LATITUDINAL EFFECTS ON METABOLIC RATES IN THE CRICKET FROG, ACRIS CREPITANS: ACUTELY MEASURED RATES IN SUMMER FROGS

¹ Department of Biology, University of South Dakota, Vermillion, South Dakota

Samples of cricket frogs were collected in Texas and in South Dakota in July and acclimated for 5-7days at 15 and 25° C. Routine metabolic rates were determined at 5, 10, 15, 20, 25, 30, and 35° C for samples from both localities acclimated at both temperatures. Sets of data from samples determined at each of the seven determination temperatures were subjected to a 2 x 2 analysis of covariance.

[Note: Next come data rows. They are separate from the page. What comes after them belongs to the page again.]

use crate::MazeError;
use bitvec::prelude::*;
use log::{debug, warn};
use rand::Rng;
#[cfg(feature = "serde")]
use serde::{Deserialize, Serialize};

/// The four moves available from a cell.
#[derive(Debug, Clone, Copy, PartialEq, Eq, Hash)]
#[cfg_attr(feature = "serde", derive(Serialize, Deserialize))]
pub enum Direction {
    /// Towards `cell + 1`.
    East,
    /// Towards `cell + side_length`.
    South,
    /// Towards `cell - 1`.
    West,
    /// Towards `cell - side_length`.
    North,
}

impl Direction {
    /// All directions in the fixed priority order East, South, West, North.
    pub const ALL: [Self; 4] = [Self::East, Self::South, Self::West, Self::North];

    /// The direction pointing back the way we came.
    pub const fn opposite(self) -> Self {
        match self {
            Self::East => Self::West,
            Self::South => Self::North,
            Self::West => Self::East,
            Self::North => Self::South,
        }
    }
}

/// Traversal bookkeeping for a single cell.
#[derive(Debug, Clone, Copy, PartialEq, Eq, Hash, Default)]
#[cfg_attr(feature = "serde", derive(Serialize, Deserialize))]
pub enum VisitState {
    /// Not yet seen by the current run.
    #[default]
    Unvisited,
    /// Discovered (queued or about to be pushed) but not finalized.
    Touched,
    /// Finalized by the current run.
    Explored,
}

// Which of the two per-cell bit vectors stores an edge.
#[derive(Debug, Clone, Copy, PartialEq, Eq)]
enum Wall {
    East,
    South,
}

/// A square maze of `side_length * side_length` cells numbered row-major.
///
/// Every edge is stored exactly once, on the lower-indexed of its two cells,
/// as either that cell's east or south wall. A set bit means the wall is open.
/// Bits that would describe an edge leaving the grid (east of the rightmost
/// column, south of the bottom row) are never set.
#[derive(Debug, Clone, PartialEq, Eq)]
#[cfg_attr(feature = "serde", derive(Serialize, Deserialize))]
pub struct Grid {
    side_length: usize,
    cell_count: usize,
    pub(crate) east_wall: BitVec,
    pub(crate) south_wall: BitVec,
    pub(crate) visit_state: Vec<VisitState>,
}

impl Grid {
    /// Creates an all-walled grid with the given side length.
    ///
    /// # Panics
    ///
    /// Panics if `side_length` is zero or the cell count overflows `usize`.
    pub fn new(side_length: usize) -> Self {
        assert!(side_length > 0, "Grid side length must be at least 1");
        let cell_count = side_length
            .checked_mul(side_length)
            .unwrap_or_else(|| panic!("Grid side length {side_length} overflows the cell count"));

        debug!(
            "Allocating {}x{} grid ({} cells)",
            side_length, side_length, cell_count
        );
        Self {
            side_length,
            cell_count,
            east_wall: bitvec![0; cell_count],
            south_wall: bitvec![0; cell_count],
            visit_state: vec![VisitState::Unvisited; cell_count],
        }
    }

    /// Builds a grid from explicit wall data, `true` meaning open.
    ///
    /// Bits describing edges that would leave the grid are ignored.
    pub fn from_walls(side_length: usize, east: &[bool], south: &[bool]) -> Result<Self, MazeError> {
        if side_length == 0 {
            return Err(MazeError::InvalidDimensions(
                "side length must be at least 1".to_string(),
            ));
        }
        let cell_count = side_length.checked_mul(side_length).ok_or_else(|| {
            MazeError::InvalidDimensions(format!("side length {side_length} is too large"))
        })?;
        for walls in [east, south] {
            if walls.len() != cell_count {
                return Err(MazeError::WallDataMismatch {
                    expected: cell_count,
                    actual: walls.len(),
                });
            }
        }

        let mut grid = Self::new(side_length);
        for cell in 0..cell_count {
            if east[cell] {
                grid.set_open(cell, Direction::East);
            }
            if south[cell] {
                grid.set_open(cell, Direction::South);
            }
        }
        Ok(grid)
    }

    /// Number of rows (and columns).
    pub const fn side_length(&self) -> usize {
        self.side_length
    }

    /// Total number of cells, `side_length²`.
    pub const fn cell_count(&self) -> usize {
        self.cell_count
    }

    /// The entry cell, always 0.
    pub const fn entry(&self) -> usize {
        0
    }

    /// The exit cell, always the last one.
    pub const fn exit(&self) -> usize {
        self.cell_count - 1
    }

    /// Returns the cell reached by moving one step in `direction`,
    /// or `None` if that move would leave the grid.
    pub const fn neighbor(&self, cell: usize, direction: Direction) -> Option<usize> {
        if cell >= self.cell_count {
            return None;
        }
        let n = self.side_length;
        match direction {
            Direction::East if (cell + 1) % n != 0 => Some(cell + 1),
            Direction::South if cell + n < self.cell_count => Some(cell + n),
            Direction::West if cell % n != 0 => Some(cell - 1),
            Direction::North if cell >= n => Some(cell - n),
            _ => None,
        }
    }

    /// Whether the wall between `cell` and its neighbour in `direction` is open.
    /// Always `false` for moves that leave the grid.
    pub fn is_open(&self, cell: usize, direction: Direction) -> bool {
        match self.edge_slot(cell, direction) {
            Some((Wall::East, owner)) => self.east_wall[owner],
            Some((Wall::South, owner)) => self.south_wall[owner],
            None => false,
        }
    }

    /// Opens the wall between `cell` and its neighbour in `direction`.
    pub fn set_open(&mut self, cell: usize, direction: Direction) {
        self.set_wall(cell, direction, true);
    }

    /// Closes every wall, returning the grid to its freshly allocated layout.
    pub fn close_all(&mut self) {
        self.east_wall.fill(false);
        self.south_wall.fill(false);
    }

    /// Knocks down each in-bounds wall with probability 1/2.
    ///
    /// The result is generally not a perfect maze: it may contain cycles and
    /// regions cut off from the entry.
    pub fn randomise<R: Rng + ?Sized>(&mut self, rng: &mut R) {
        for cell in 0..self.cell_count {
            for direction in [Direction::East, Direction::South] {
                if self.neighbor(cell, direction).is_some() {
                    let open = rng.gen_bool(0.5);
                    self.set_wall(cell, direction, open);
                }
            }
        }
        debug!(
            "Randomised walls: {} open edges in {} cells",
            self.open_edge_count(),
            self.cell_count
        );
    }

    /// Walls off the exit from its west and north neighbours so no path can
    /// reach it. Used to exercise the unreachable outcome.
    pub fn render_unsolvable(&mut self) {
        if self.cell_count < 2 {
            warn!("A 1x1 grid cannot be made unsolvable: entry and exit coincide");
            return;
        }
        let exit = self.exit();
        self.set_wall(exit, Direction::West, false);
        self.set_wall(exit, Direction::North, false);
    }

    /// Number of open edges inside the grid.
    pub fn open_edge_count(&self) -> usize {
        (0..self.cell_count)
            .map(|cell| {
                usize::from(self.is_open(cell, Direction::East))
                    + usize::from(self.is_open(cell, Direction::South))
            })
            .sum()
    }

    /// Visit state left behind by the last generator run.
    pub fn visit_state(&self, cell: usize) -> Option<VisitState> {
        self.visit_state.get(cell).copied()
    }

    pub(crate) fn reset_visits(&mut self) {
        self.visit_state.fill(VisitState::Unvisited);
    }

    fn set_wall(&mut self, cell: usize, direction: Direction, open: bool) {
        match self.edge_slot(cell, direction) {
            Some((Wall::East, owner)) => self.east_wall.set(owner, open),
            Some((Wall::South, owner)) => self.south_wall.set(owner, open),
            None => warn!(
                "Ignoring wall update for cell {} towards {:?}: edge leaves the grid",
                cell, direction
            ),
        }
    }

    // Maps an edge to the cell and bit vector that store it.
    fn edge_slot(&self, cell: usize, direction: Direction) -> Option<(Wall, usize)> {
        let neighbor = self.neighbor(cell, direction)?;
        match direction {
            Direction::East => Some((Wall::East, cell)),
            Direction::South => Some((Wall::South, cell)),
            Direction::West | Direction::North => self.edge_slot(neighbor, direction.opposite()),
        }
    }
}
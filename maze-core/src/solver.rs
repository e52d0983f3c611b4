use crate::grid::Grid;
use log::{info, warn};
#[cfg(feature = "serde")]
use serde::{Deserialize, Serialize};
use std::fmt;

pub mod bfs;
pub mod dfs;

pub use bfs::BreadthFirst;
pub use dfs::DepthFirst;

/// Which traversal the solver runs.
#[derive(Debug, Clone, Copy, PartialEq, Eq, Hash)]
#[cfg_attr(feature = "serde", derive(Serialize, Deserialize))]
pub enum Strategy {
    /// Queue-based breadth-first search. Finds a path with the fewest edges.
    Bfs,
    /// Stack-based depth-first search with East, South, West, North priority.
    Dfs,
}

impl fmt::Display for Strategy {
    fn fmt(&self, f: &mut fmt::Formatter<'_>) -> fmt::Result {
        match self {
            Self::Bfs => write!(f, "BFS"),
            Self::Dfs => write!(f, "DFS"),
        }
    }
}

/// Everything a traversal learned about the maze.
///
/// Indexed by cell. Created fresh for each solve.
#[derive(Debug, Clone, PartialEq, Eq)]
#[cfg_attr(feature = "serde", derive(Serialize, Deserialize))]
pub struct TraversalResult {
    /// Strategy that produced this result.
    pub strategy: Strategy,
    /// Ordinal at which each cell was finalized, `None` if never finalized.
    pub visit_order: Vec<Option<usize>>,
    /// Cell each cell was first reached from. `None` for the entry and for
    /// cells the traversal never reached.
    pub predecessor: Vec<Option<usize>>,
    /// Whether the exit was reached.
    pub reached_exit: bool,
    /// Number of cells finalized, including the exit when reached.
    pub steps_taken: usize,
}

impl TraversalResult {
    pub(crate) fn new(strategy: Strategy, cell_count: usize) -> Self {
        Self {
            strategy,
            visit_order: vec![None; cell_count],
            predecessor: vec![None; cell_count],
            reached_exit: false,
            steps_taken: 0,
        }
    }

    // Records the moment `cell` is finalized.
    pub(crate) fn finalize(&mut self, cell: usize) {
        self.visit_order[cell] = Some(self.steps_taken);
        self.steps_taken += 1;
    }
}

/// A search over the open edges of a grid from its entry to its exit.
pub trait Traversal {
    /// Runs the search. Must not depend on any state left by earlier runs.
    #[must_use]
    fn traverse(&self, grid: &Grid) -> TraversalResult;
}

/// Dispatches a solve to the traversal selected by [`Strategy`].
#[derive(Debug, Clone, Copy, Default)]
pub struct Solver;

impl Solver {
    /// Searches `grid` from entry to exit.
    ///
    /// Solving never changes the grid, so repeated solves with the same
    /// strategy give identical results.
    pub fn solve(grid: &Grid, strategy: Strategy) -> TraversalResult {
        let result = match strategy {
            Strategy::Bfs => BreadthFirst.traverse(grid),
            Strategy::Dfs => DepthFirst.traverse(grid),
        };
        if result.reached_exit {
            info!(
                "{} reached the exit after {} steps",
                strategy, result.steps_taken
            );
        } else {
            warn!(
                "{} could not reach the exit ({} cells explored)",
                strategy, result.steps_taken
            );
        }
        result
    }
}
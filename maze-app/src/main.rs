//! # Maze Forge (Binary)
//!
//! Main executable entry point.

fn main() -> anyhow::Result<()> {
    maze_app::main()
}
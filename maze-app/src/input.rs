//! Reads the maze size from the user.

use crate::error::AppError;
use std::io::{BufRead, Write};
use std::ops::RangeInclusive;

/// Size used whenever the requested one is unusable.
pub const DEFAULT_SIZE: usize = 10;

/// Accepted side lengths.
pub const SIZE_RANGE: RangeInclusive<usize> = 1..=100;

/// Parses a side length typed by the user.
pub fn parse_size(input: &str) -> Result<usize, AppError> {
    let token = input.split_whitespace().next().unwrap_or_default();
    let size: usize = token
        .parse()
        .map_err(|_| AppError::InvalidSize(format!("'{}' is not a number", token)))?;
    check_range(size)
}

fn check_range(size: usize) -> Result<usize, AppError> {
    if SIZE_RANGE.contains(&size) {
        Ok(size)
    } else {
        Err(AppError::InvalidSize(format!(
            "{} is outside {}..={}",
            size,
            SIZE_RANGE.start(),
            SIZE_RANGE.end()
        )))
    }
}

/// Returns `size` if it is in range, otherwise [`DEFAULT_SIZE`].
pub fn validate_size(size: usize) -> usize {
    check_range(size).unwrap_or_else(|e| {
        log::warn!("{}. Going with {}.", e, DEFAULT_SIZE);
        DEFAULT_SIZE
    })
}

/// Prompts for a size on `writer` and reads one line from `reader`.
///
/// Anything that is not a number in range, including end of input and bytes
/// that are not UTF-8, falls back to [`DEFAULT_SIZE`].
pub fn prompt_for_size<R: BufRead, W: Write>(reader: &mut R, writer: &mut W) -> Result<usize, AppError> {
    write!(
        writer,
        "Enter a maze size ({} would be a good choice): ",
        DEFAULT_SIZE
    )?;
    writer.flush()?;

    let mut line = Vec::new();
    reader.read_until(b'\n', &mut line)?;
    match parse_size(&String::from_utf8_lossy(&line)) {
        Ok(size) => Ok(size),
        Err(e) => {
            log::debug!("Rejected size input: {}", e);
            writeln!(writer, "Bad size. Going with {}.\n", DEFAULT_SIZE)?;
            Ok(DEFAULT_SIZE)
        }
    }
}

For both localities, warm acclimated (25° C) frogs had higher metabolic rates than cool acclimated (15° C) frogs at determination temperatures below 20° C (Texas) or below 25° C (South Dakota). At determination temperatures from 25 to 35° C (South Dakota) and 20 to 30° C (Texas), acclimation effects were not significant. At 35° C, Texas frogs acclimated at 15° C had a higher metabolic rate than those acclimated at 25° C.

Frogs acclimated at 15° C showed no significant locality effects when determined at 5, 10, 15, 25, and 35° C. At 20° C, the Texas frogs acclimated at 15° C had a significantly higher rate than the corresponding South Dakota frogs, while at 30° C, the South Dakota frogs had the higher rate. When both were acclimated at 25° C, the South Dakota frogs had a significantly higher rate than those from Texas at determination temperatures of 10, 15, 30, and 35° C. At 5, 20, and 25° C, however, no significant locality effects were apparent.

On the acutely measured R-T curves of cricket frogs acclimated at 25° C, there is a region of pronounced metabolic insensitivity to temperature in which region the Q₁₀ approximates 1.0. The region lies between determination temperatures of 15-25° C for the South Dakota frogs and between 20-30° C for the Texas animals. Frogs from both localities acclimated at 15° C have a low Q₁₀ value between 10-15° C and the Texas frogs have another one between 20 and 30° C. The differences noted above between the warm acclimated R-T curves of the northern and southern populations, taken in conjunction with published data on body temperature-environmental temperature relationships in Acris and with published climatological data, are consistent with the hypothesis of the role of metabolic patterns in the maintenance of metabolic stability in a varying thermal environment.